エレノアは斧、ジークはナイフ形のものだ。
まず先に動き始めたのはジークだ。
ジークはステップを刻み、エレノアを翻弄するように立ちまわる。
素早い動きは鍛錬を積んだエレノアの目をもってしても捕えきることは困難を極めた。
しかし、エレノアに焦った様子は見受けられない。
エレノアは冷静に、集中力を研ぎ澄ましていた。
そして、ジークが瞬時に回り込んで木製のナイフをエレノアに突きつけたその瞬間。
エレノアはジークの攻撃を見事に斧で受け流した。
そして続けざまに斧を振りかぶり、ジークに当たる寸前で止めた。
「ふふん。今日”も”私の勝ちみたいだね。」
「くそーっ!負けたー!!」
「昨日はこれで勝てたのに!」
「残念、私に同じ手は通用しないよ?」
「ちぇっ、さすがエレノアだな。」
「次は別の方法を考えないとな。」
「どんな方法で来ようとも、次”も”勝つのは私だから。」
「言ってろ!ぜってえ勝つからな!」
エレノアはこれでもかとドヤ顔でジークを煽る。
「そういえば明日は成人の儀だったな。」
「そうだね。」
「俺たちもついに一人前かー。」
「うん。」
「なあ、エレノア。
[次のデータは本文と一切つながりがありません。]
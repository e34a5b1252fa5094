//! Quality and consistency filter over reconciled series.

use roe_common::config::QualityConfig;
use serde::{Deserialize, Serialize};
use std::collections::BTreeMap;
use tracing::{debug, info};

use super::reconcile::{mean, ReconciledSeries};
use crate::data::InstrumentId;

// ============================================================================
// Filter Stage
// ============================================================================

/// Stages of the screening funnel.
#[derive(Debug, Clone, Copy, PartialEq, Eq, Serialize, Deserialize)]
#[serde(rename_all = "snake_case")]
pub enum FilterStage {
    /// Input stage (every instrument in any period)
    Input,
    /// Market segment exclusion
    Segment,
    /// ROE level and consistency
    Quality,
    /// Market multiples available
    Enrichment,
    /// Valuation bounds (P/E, P/B, dividend yield)
    Valuation,
    /// Final ranked selection
    Final,
}

impl std::fmt::Display for FilterStage {
    fn fmt(&self, f: &mut std::fmt::Formatter<'_>) -> std::fmt::Result {
        match self {
            Self::Input => write!(f, "输入"),
            Self::Segment => write!(f, "板块筛选"),
            Self::Quality => write!(f, "质量筛选"),
            Self::Enrichment => write!(f, "行情补全"),
            Self::Valuation => write!(f, "估值筛选"),
            Self::Final => write!(f, "最终结果"),
        }
    }
}

/// Result of a filtering stage.
#[derive(Debug, Clone, Serialize, Deserialize)]
pub struct FilterResult {
    /// Stage name
    pub stage: FilterStage,
    /// Number of instruments that passed this stage
    pub passed: usize,
    /// Number of instruments eliminated at this stage
    pub eliminated: usize,
    /// Elimination rate (%)
    pub elimination_rate: f64,
}

impl FilterResult {
    pub fn new(stage: FilterStage, input_count: usize, passed_count: usize) -> Self {
        let eliminated = input_count.saturating_sub(passed_count);
        let elimination_rate = if input_count > 0 {
            (eliminated as f64 / input_count as f64) * 100.0
        } else {
            0.0
        };

        Self {
            stage,
            passed: passed_count,
            eliminated,
            elimination_rate,
        }
    }
}

// ============================================================================
// Universe Filter
// ============================================================================

/// Outcome of the quality test for one instrument.
#[derive(Debug, Clone, Copy, PartialEq)]
pub enum QualityVerdict {
    /// Passed; carries the recomputed average
    Retain { average: f64 },
    /// No period reported
    NoData,
    /// Average at or below the minimum
    LowAverage,
    /// Worst period at or below the floor
    LowFloor,
    /// Failed the consistency test
    Inconsistent,
}

/// Instruments that passed, the stage result and the coverage histogram.
#[derive(Debug, Clone)]
pub struct FilterOutcome {
    pub retained: BTreeMap<InstrumentId, ReconciledSeries>,
    pub result: FilterResult,
    /// Number of reporting periods → retained instruments
    pub coverage: BTreeMap<usize, usize>,
}

/// Applies level, floor and consistency thresholds to the period slots.
pub struct UniverseFilter {
    config: QualityConfig,
}

impl UniverseFilter {
    pub fn new(config: QualityConfig) -> Self {
        Self { config }
    }

    pub fn with_defaults() -> Self {
        Self::new(QualityConfig::default())
    }

    /// Judge one series. Only period slots are considered.
    pub fn evaluate(&self, series: &ReconciledSeries) -> QualityVerdict {
        let present = series.present();
        let Some(avg) = mean(&present) else {
            return QualityVerdict::NoData;
        };
        if avg <= self.config.min_average {
            return QualityVerdict::LowAverage;
        }

        let min = present.iter().copied().fold(f64::INFINITY, f64::min);
        if min <= self.config.min_floor {
            return QualityVerdict::LowFloor;
        }

        let k = self.config.consistency_multiplier;
        if min.abs() * k > avg || min * k > avg {
            QualityVerdict::Retain { average: avg }
        } else {
            QualityVerdict::Inconsistent
        }
    }

    /// Filter the whole universe.
    pub fn filter(&self, universe: &BTreeMap<InstrumentId, ReconciledSeries>) -> FilterOutcome {
        let mut retained = BTreeMap::new();
        let mut coverage = BTreeMap::new();

        for (id, series) in universe {
            match self.evaluate(series) {
                QualityVerdict::Retain { average } => {
                    let mut kept = series.clone();
                    kept.average = Some(average);
                    *coverage.entry(kept.present().len()).or_insert(0) += 1;
                    retained.insert(id.clone(), kept);
                }
                verdict => debug!(instrument = %id, ?verdict, "Excluded by quality filter"),
            }
        }

        let result = FilterResult::new(FilterStage::Quality, universe.len(), retained.len());
        for (periods, count) in &coverage {
            info!(periods, count, "Retained instruments by reporting periods");
        }
        info!(
            passed = result.passed,
            eliminated = result.eliminated,
            "Quality filter complete"
        );

        FilterOutcome {
            retained,
            result,
            coverage,
        }
    }
}

#[cfg(test)]
mod tests {
    use super::*;

    fn series(values: &[Option<f64>]) -> ReconciledSeries {
        ReconciledSeries::new(values.to_vec())
    }

    #[test]
    fn test_filter_result_rates() {
        let r = FilterResult::new(FilterStage::Quality, 200, 50);
        assert_eq!(r.eliminated, 150);
        assert!((r.elimination_rate - 75.0).abs() < 1e-9);

        let empty = FilterResult::new(FilterStage::Input, 0, 0);
        assert_eq!(empty.elimination_rate, 0.0);
    }

    #[test]
    fn test_stage_display() {
        assert_eq!(FilterStage::Quality.to_string(), "质量筛选");
        assert_eq!(FilterStage::Final.to_string(), "最终结果");
    }

    #[test]
    fn test_verdicts() {
        let filter = UniverseFilter::with_defaults();
        assert_eq!(
            filter.evaluate(&series(&[None, None])),
            QualityVerdict::NoData
        );
        assert_eq!(
            filter.evaluate(&series(&[Some(0.5), Some(1.0)])),
            QualityVerdict::LowAverage
        );
        let losing = series(&[Some(-6.0), Some(5.0), Some(5.0), Some(5.0), Some(5.0)]);
        assert_eq!(filter.evaluate(&losing), QualityVerdict::LowFloor);
        assert_eq!(
            filter.evaluate(&series(&[Some(10.0), Some(20.0)])),
            QualityVerdict::Retain { average: 15.0 }
        );
    }

    #[test]
    fn test_inconsistent_series() {
        // min * 80 = 8 is not above avg ≈ 66.7
        let filter = UniverseFilter::with_defaults();
        assert_eq!(
            filter.evaluate(&series(&[Some(0.1), Some(100.0), Some(100.0)])),
            QualityVerdict::Inconsistent
        );
    }

    #[test]
    fn test_strict_rejects_losing_period() {
        let filter = UniverseFilter::new(QualityConfig::strict());
        assert_eq!(
            filter.evaluate(&series(&[Some(-1.0), Some(10.0), Some(10.0)])),
            QualityVerdict::LowFloor
        );
    }

    #[test]
    fn test_filter_overwrites_average_and_counts_coverage() {
        let mut universe = BTreeMap::new();
        universe.insert(
            InstrumentId::from("000001"),
            ReconciledSeries {
                values: vec![Some(10.0), None, Some(20.0)],
                average: None,
            },
        );
        universe.insert(
            InstrumentId::from("000002"),
            series(&[Some(8.0), Some(9.0), Some(10.0)]),
        );
        universe.insert(InstrumentId::from("000003"), series(&[None, None, None]));

        let outcome = UniverseFilter::with_defaults().filter(&universe);
        assert_eq!(outcome.retained.len(), 2);
        assert_eq!(outcome.retained["000001"].average, Some(15.0));
        assert_eq!(outcome.coverage.get(&2), Some(&1));
        assert_eq!(outcome.coverage.get(&3), Some(&1));
        assert_eq!(outcome.result.eliminated, 1);
    }
}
」
「なに?」
「成人の儀を成功させたら、一緒に村を出て冒険者にならないか?」
「え?」
「お前となら、うまくやれそうな気がするんだ。」
「冒険者、ね。」
「そうだね、考えておくよ。」
「おう!村を出る前には答えを聞かせてくれよ。」
「わかった。」
「そんじゃ、明日に響くし、今日は解散にするか。」
そうして二人は後片付けを済ませ、その場を後にした。